Chelsea returned to home weekend Under-18 action for the first time in a month to host Cardiff City in a rescheduled fixture which had been affected by the FA Youth Cup run. With the first leg of the Final looming large this week, a rotated squad allowed for Bobby Devyne to take the opportunity to impress, grabbing two first half goals in a 3-2 win.

Indeed, Sam Walker was, for the second week running, the only player who will play against Aston Villa to feature. Dermot Drummy gave starts to schoolboys Todd Kane and Nathaniel Chalobah in defence, the latter starting after scoring as a second half replacement at Leicester last week. Alongside the 15 year-old Chalobah was 19 year-old Kenny Strickland, quite the age difference. Nikki Ahamed and captain Daniel Philliskirk both continued to receive playing time in a diamond midfield anchored by Anton Rodgers, whilst Devyne was partnered by Philipp Prosenik in attack.

Devyne may well have had a successful day but it didn’t start well, as he missed a glorious chance for an early opener in a moment he will want to forget. Philliskirk broke up play inside the Cardiff third and carried it deep into the area. With the Kenyan forward open on the edge of the six yard box, the ball was duly squared to him for a tap-in, but a horrible left-footed scuff saw the ball go well wide of the target. It was the most gilt-edged of chances and with only Chalobah threatening from consecutive set pieces in the early stages, it was one which will have undoubtedly preyes on Chelsea minds.

The match had an end-of-season feel, with both sides approaching the final matches of the campaign having nothing to play for in the league. Cardiff offered nothing going forward and Chelsea were content to probe, playing the ball from side to side, looking to get Kane and Ben Sampayo forward from full-back, providing width in the diamond formation. The early issues arose when Sampayo looked to come inside onto his preferred right foot, which funnelled everything into a narrow part of the pitch, and prevented penetration. When Chalobah swapped sides with Strickland in the middle, he looked to play passes wider of Sampayo to force the left foot into action, and it worked, allowing Chelsea to get in behind the visitors and force the play.

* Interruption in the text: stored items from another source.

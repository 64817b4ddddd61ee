//! Vector index ranking, build contract and retrieval selection properties.

mod common;

use std::sync::Arc;

use common::{KeywordEmbedder, REPORT};
use cyber_rag::retriever::select;
use cyber_rag::{
    Chunk, Embedder, FixedSizeChunker, RagError, Retrieval, Retriever, SearchResult, VectorIndex,
};
use proptest::prelude::*;

/// A unit vector in the plane whose first coordinate is `score`.
fn with_score(score: f32) -> Vec<f32> {
    vec![score, (1.0 - score * score).sqrt(), 0.0]
}

fn chunks(n: usize) -> Vec<Chunk> {
    (0..n).map(|i| Chunk::new(i, format!("chunk {i}"))).collect()
}

#[test]
fn ranks_by_descending_similarity() {
    let mut index = VectorIndex::new();
    index
        .build(vec![with_score(0.5), with_score(0.9), with_score(0.1)], chunks(3))
        .unwrap();

    let results = index.search(&[1.0, 0.0, 0.0], 2).unwrap();

    let order: Vec<usize> = results.iter().map(|r| r.chunk.index).collect();
    assert_eq!(order, vec![1, 0]);
    assert!((results[0].score - 0.9).abs() < 1e-5);
    assert!((results[1].score - 0.5).abs() < 1e-5);
}

#[test]
fn ties_prefer_lower_chunk_index() {
    let mut index = VectorIndex::new();
    index.build(vec![with_score(0.3), with_score(0.7), with_score(0.7)], chunks(3)).unwrap();

    let order: Vec<usize> =
        index.search(&[1.0, 0.0, 0.0], 3).unwrap().iter().map(|r| r.chunk.index).collect();
    assert_eq!(order, vec![1, 2, 0]);
}

#[test]
fn k_larger_than_index_returns_everything() {
    let mut index = VectorIndex::new();
    index.build(vec![with_score(0.2), with_score(0.4)], chunks(2)).unwrap();
    assert_eq!(index.search(&[1.0, 0.0, 0.0], 10).unwrap().len(), 2);
}

#[test]
fn building_from_nothing_is_an_error() {
    let mut index = VectorIndex::new();
    assert!(matches!(index.build(Vec::new(), Vec::new()), Err(RagError::EmptyIndex)));
    assert!(!index.is_built());
}

#[test]
fn search_before_build_is_an_error() {
    let index = VectorIndex::new();
    assert!(matches!(index.search(&[1.0, 0.0], 1), Err(RagError::IndexNotBuilt)));
}

#[test]
fn malformed_vectors_are_rejected() {
    let mut index = VectorIndex::new();
    assert!(matches!(
        index.build(vec![vec![3.0, 4.0]], chunks(1)),
        Err(RagError::IndexError(_))
    ));
    assert!(matches!(
        index.build(vec![vec![1.0, 0.0], vec![1.0, 0.0, 0.0]], chunks(2)),
        Err(RagError::IndexError(_))
    ));
    assert!(matches!(index.build(vec![vec![1.0, 0.0]], chunks(2)), Err(RagError::IndexError(_))));
}

#[test]
fn no_index_selects_nothing() {
    assert!(Retrieval::NoIndex.results().is_empty());
    assert!(!Retrieval::NoIndex.is_degraded());
}

#[tokio::test]
async fn zero_top_k_still_returns_context() {
    let embedder = Embedder::new(Arc::new(KeywordEmbedder::new()), 8);
    let mut retriever = Retriever::new(embedder, Arc::new(FixedSizeChunker::new(12, 0.0)));
    retriever.prepare_index(REPORT).await.unwrap();

    let retrieval = retriever.query("malware", 0, 0.2).await.unwrap();
    assert_eq!(retrieval.results().len(), 1);
    assert!(!retrieval.context("\n").is_empty());
}

fn arb_unit_vector(dim: usize) -> impl Strategy<Value = Vec<f32>> {
    proptest::collection::vec(-1.0f32..1.0f32, dim).prop_filter_map("non-zero vector", |mut v| {
        let norm: f32 = v.iter().map(|x| x * x).sum::<f32>().sqrt();
        if norm < 1e-3 {
            return None;
        }
        v.iter_mut().for_each(|x| *x /= norm);
        Some(v)
    })
}

fn arb_candidates() -> impl Strategy<Value = Vec<SearchResult>> {
    proptest::collection::vec(-1.0f32..1.0f32, 1..12).prop_map(|mut scores| {
        scores.sort_by(|a, b| b.total_cmp(a));
        scores
            .into_iter()
            .enumerate()
            .map(|(i, score)| SearchResult { chunk: Chunk::new(i, format!("c{i}")), score })
            .collect()
    })
}

/// Searching a built index returns at most `k` results, best first, with
/// scores that match the inner product of query and stored vector.
mod prop_search_ordering {
    use super::*;

    const DIM: usize = 8;

    proptest! {
        #![proptest_config(ProptestConfig::with_cases(100))]

        #[test]
        fn results_sorted_and_bounded(
            vectors in proptest::collection::vec(arb_unit_vector(DIM), 1..20),
            query in arb_unit_vector(DIM),
            k in 1usize..25,
        ) {
            let n = vectors.len();
            let stored = vectors.clone();
            let mut index = VectorIndex::new();
            index.build(vectors, chunks(n)).unwrap();

            let results = index.search(&query, k).unwrap();

            prop_assert_eq!(results.len(), k.min(n));
            for pair in results.windows(2) {
                prop_assert!(
                    pair[0].score > pair[1].score
                        || (pair[0].score == pair[1].score && pair[0].chunk.index < pair[1].chunk.index)
                );
            }
            for result in &results {
                let expected = cyber_rag::index::dot(&stored[result.chunk.index], &query);
                prop_assert!((result.score - expected).abs() < 1e-5);
            }
        }
    }
}

/// Selection never returns an empty context when candidates exist, and falls
/// back to exactly the best candidate when none clears the threshold.
mod prop_fallback_selection {
    use super::*;

    proptest! {
        #![proptest_config(ProptestConfig::with_cases(200))]

        #[test]
        fn never_empty_and_falls_back_to_best(
            candidates in arb_candidates(),
            threshold in -1.0f32..1.0f32,
        ) {
            let best = candidates[0].clone();
            let above = candidates.iter().filter(|c| c.score >= threshold).count();

            let retrieval = select(candidates, threshold);

            prop_assert!(!retrieval.results().is_empty());
            if above == 0 {
                prop_assert_eq!(retrieval, Retrieval::Fallback(best));
            } else {
                prop_assert_eq!(retrieval.results().len(), above);
                prop_assert!(retrieval.results().iter().all(|r| r.score >= threshold));
                prop_assert!(!retrieval.is_degraded());
            }
        }
    }
}
//! RAG pipeline orchestrator.
//!
//! The [`RagPipeline`] answers questions about one document at a time by
//! composing a [`Chunker`], an [`Embedder`] and a [`Generator`]. Every call
//! builds a fresh [`Retriever`] for its document and drops it on return.
//!
//! # Example
//!
//! ```rust,ignore
//! use cyber_rag::{GeneratorConfig, QuestionSet, RagConfig, RagPipeline};
//!
//! let pipeline = RagPipeline::builder()
//!     .config(RagConfig::default())
//!     .embedding_provider(Arc::new(my_embedder))
//!     .generator_config(GeneratorConfig::ollama("phi3"))
//!     .questions(QuestionSet::load("questions.json")?)
//!     .build()?;
//!
//! let answer = pipeline.run(&article, "Which malware is described?").await?;
//! let report = pipeline.run_all(&article).await?;
//! ```

use std::sync::Arc;

use tracing::{error, info, warn};

use crate::chunking::{Chunker, chunker_from_config};
use crate::config::{EmbedderConfig, GeneratorConfig, RagConfig};
use crate::document::AnsweredQuestion;
use crate::embedding::{Embedder, EmbeddingProvider, provider_from_config};
use crate::error::{RagError, Result};
use crate::generation::{Generator, generator_from_config};
use crate::questions::QuestionSet;
use crate::retriever::{Retrieval, Retriever};
use crate::source::DocumentSource;

/// The RAG pipeline orchestrator.
///
/// Coordinates indexing (chunk → embed → build) and answering
/// (embed query → search → select → generate). Construct one via
/// [`RagPipeline::builder()`].
pub struct RagPipeline {
    config: RagConfig,
    embedder: Embedder,
    chunker: Arc<dyn Chunker>,
    generator: Arc<dyn Generator>,
    questions: Option<QuestionSet>,
}

impl RagPipeline {
    /// Create a new [`RagPipelineBuilder`].
    pub fn builder() -> RagPipelineBuilder {
        RagPipelineBuilder::default()
    }

    /// Return a reference to the pipeline configuration.
    pub fn config(&self) -> &RagConfig {
        &self.config
    }

    /// Return the embedder used for chunks and queries.
    pub fn embedder(&self) -> &Embedder {
        &self.embedder
    }

    /// Return the answer generator.
    pub fn generator(&self) -> &Arc<dyn Generator> {
        &self.generator
    }

    /// Return the predefined question set, if one was configured.
    pub fn questions(&self) -> Option<&QuestionSet> {
        self.questions.as_ref()
    }

    /// Answer a single question about `document`.
    ///
    /// # Errors
    ///
    /// Returns [`RagError::EmptyDocument`] if the document yields no chunks,
    /// [`RagError::GenerationError`] if the generator fails, or any embedding
    /// or index error.
    pub async fn run(&self, document: &str, question: &str) -> Result<String> {
        let retriever = self.index_document(document).await?;
        let (context, _) = self.retrieve(&retriever, question).await?;

        self.generator.generate_answer(question, &context).await.inspect_err(|e| {
            error!(generator = self.generator.name(), error = %e, "answer generation failed");
        })
    }

    /// Answer a single question and report the context it was answered from.
    ///
    /// The result is numbered 1 and uses the question as its own retrieval
    /// query. A generation failure is recorded in the result, not returned.
    ///
    /// # Errors
    ///
    /// Returns [`RagError::EmptyDocument`] or any embedding or index error.
    pub async fn answer(&self, document: &str, question: &str) -> Result<AnsweredQuestion> {
        let retriever = self.index_document(document).await?;
        self.answer_with(&retriever, 1, question, question).await
    }

    /// Answer every predefined question about `document`, in order.
    ///
    /// The question set is checked before the document is touched. The index
    /// is built once and shared by all questions. A generation failure is
    /// recorded on that question's result and the batch continues.
    ///
    /// # Errors
    ///
    /// Returns [`RagError::ConfigError`] if no question set is configured,
    /// [`RagError::ConfigMismatch`] if its lists differ in length,
    /// [`RagError::EmptyDocument`] if the document yields no chunks, or any
    /// embedding or index error.
    pub async fn run_all(&self, document: &str) -> Result<Vec<AnsweredQuestion>> {
        let questions = self.question_set()?;
        let retriever = self.index_document(document).await?;

        let mut answers = Vec::with_capacity(questions.len());
        for (position, (question, query)) in questions.pairs().enumerate() {
            answers.push(self.answer_with(&retriever, position + 1, question, query).await?);
        }

        let failed = answers.iter().filter(|a| a.is_error()).count();
        let low_confidence = answers.iter().filter(|a| a.low_confidence).count();
        info!(answered = answers.len(), failed, low_confidence, "question batch completed");

        Ok(answers)
    }

    /// Fetch `url` through `source` and answer every predefined question about it.
    ///
    /// # Errors
    ///
    /// Returns [`RagError::EmptyDocument`] without chunking anything when the
    /// source yields no text, otherwise as [`run_all`](Self::run_all).
    pub async fn run_all_from_source(
        &self,
        source: &dyn DocumentSource,
        url: &str,
    ) -> Result<Vec<AnsweredQuestion>> {
        self.question_set()?;

        let Some(document) = source.textual_content(url).await.filter(|t| !t.trim().is_empty())
        else {
            error!(url, "no textual content extracted");
            return Err(RagError::EmptyDocument);
        };

        self.run_all(&document).await
    }

    fn question_set(&self) -> Result<&QuestionSet> {
        let questions = self
            .questions
            .as_ref()
            .ok_or_else(|| RagError::ConfigError("no question set configured".to_string()))?;
        questions.validate()?;
        Ok(questions)
    }

    async fn index_document(&self, document: &str) -> Result<Retriever> {
        let mut retriever = Retriever::new(self.embedder.clone(), Arc::clone(&self.chunker));
        retriever.prepare_index(document).await?;
        Ok(retriever)
    }

    /// Retrieve context for `query`, returning it with the low-confidence flag.
    async fn retrieve(&self, retriever: &Retriever, query: &str) -> Result<(String, bool)> {
        let retrieval = retriever
            .query(query, self.config.top_k, self.config.similarity_threshold)
            .await?;
        if let Retrieval::NoIndex = retrieval {
            return Err(RagError::IndexNotBuilt);
        }
        Ok((retrieval.context(&self.config.context_separator), retrieval.is_degraded()))
    }

    async fn answer_with(
        &self,
        retriever: &Retriever,
        question_id: usize,
        question: &str,
        query: &str,
    ) -> Result<AnsweredQuestion> {
        let (context, low_confidence) = self.retrieve(retriever, query).await?;

        let (answer, error) = match self.generator.generate_answer(question, &context).await {
            Ok(answer) => (answer, None),
            Err(e) => {
                warn!(question_id, error = %e, "answer generation failed, continuing");
                (format!("Error: {e}"), Some(e.to_string()))
            }
        };

        Ok(AnsweredQuestion {
            question_id,
            question: question.to_string(),
            retrieval_query: query.to_string(),
            context,
            answer,
            low_confidence,
            error,
        })
    }
}

/// Builder for constructing a [`RagPipeline`].
///
/// `config`, an embedding source and a generator source are required; the
/// chunker defaults to the configured strategy and the question set is
/// optional. Call [`build()`](RagPipelineBuilder::build) to validate and
/// produce the pipeline.
///
/// # Example
///
/// ```rust,ignore
/// let pipeline = RagPipeline::builder()
///     .config(RagConfig::default())
///     .embedder_config(EmbedderConfig::default())
///     .generator(Arc::new(generator))
///     .chunker(Arc::new(FixedSizeChunker::new(100, 0.2)))  // optional
///     .build()?;
/// ```
#[derive(Default)]
pub struct RagPipelineBuilder {
    config: Option<RagConfig>,
    embedding_provider: Option<Arc<dyn EmbeddingProvider>>,
    embedder_config: Option<EmbedderConfig>,
    generator: Option<Arc<dyn Generator>>,
    generator_config: Option<GeneratorConfig>,
    chunker: Option<Arc<dyn Chunker>>,
    questions: Option<QuestionSet>,
}

impl RagPipelineBuilder {
    /// Set the pipeline configuration.
    pub fn config(mut self, config: RagConfig) -> Self {
        self.config = Some(config);
        self
    }

    /// Set the embedding provider. Takes precedence over [`embedder_config`](Self::embedder_config).
    pub fn embedding_provider(mut self, provider: Arc<dyn EmbeddingProvider>) -> Self {
        self.embedding_provider = Some(provider);
        self
    }

    /// Describe the embedding provider to construct at build time.
    pub fn embedder_config(mut self, config: EmbedderConfig) -> Self {
        self.embedder_config = Some(config);
        self
    }

    /// Set the answer generator. Takes precedence over [`generator_config`](Self::generator_config).
    pub fn generator(mut self, generator: Arc<dyn Generator>) -> Self {
        self.generator = Some(generator);
        self
    }

    /// Describe the chat model to construct at build time.
    pub fn generator_config(mut self, config: GeneratorConfig) -> Self {
        self.generator_config = Some(config);
        self
    }

    /// Override the chunker selected by the configured strategy.
    pub fn chunker(mut self, chunker: Arc<dyn Chunker>) -> Self {
        self.chunker = Some(chunker);
        self
    }

    /// Set the predefined questions answered by [`RagPipeline::run_all`].
    pub fn questions(mut self, questions: QuestionSet) -> Self {
        self.questions = Some(questions);
        self
    }

    /// Build the [`RagPipeline`], validating the configuration and required parts.
    ///
    /// # Errors
    ///
    /// Returns [`RagError::ConfigError`] if the configuration is invalid or a
    /// required part is missing, or a provider construction error.
    pub fn build(self) -> Result<RagPipeline> {
        let config =
            self.config.ok_or_else(|| RagError::ConfigError("config is required".to_string()))?;
        config.validate()?;

        let provider = match (self.embedding_provider, self.embedder_config) {
            (Some(provider), _) => provider,
            (None, Some(embedder_config)) => provider_from_config(&embedder_config)?,
            (None, None) => {
                return Err(RagError::ConfigError(
                    "embedding_provider or embedder_config is required".to_string(),
                ));
            }
        };

        let generator = match (self.generator, self.generator_config) {
            (Some(generator), _) => generator,
            (None, Some(generator_config)) => generator_from_config(&generator_config)?,
            (None, None) => {
                return Err(RagError::ConfigError(
                    "generator or generator_config is required".to_string(),
                ));
            }
        };

        let chunker = self.chunker.unwrap_or_else(|| chunker_from_config(&config));
        let embedder = Embedder::new(provider, config.embed_batch_size);

        Ok(RagPipeline { config, embedder, chunker, generator, questions: self.questions })
    }
}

Prosenik had been quiet for the opening quarter of the match but came alive with a fiercely-struck left-footed effort from the edge of the area which goalkeeper Reece Ottley beat away well, but it was the creative side of his game which saw the Blues take the lead shortly before the half hour mark. After they won the ball back on the halfway line the Austrian played a slide-rule ball in behind for Devyne to run onto. Picking it up towards the left of the penalty area, a cheeky heel flick created the space inside for a shot. Ottley was beaten but the ball came back off the post, yet not to be denied, Devyne stayed alert to follow up and tap into the back of the net.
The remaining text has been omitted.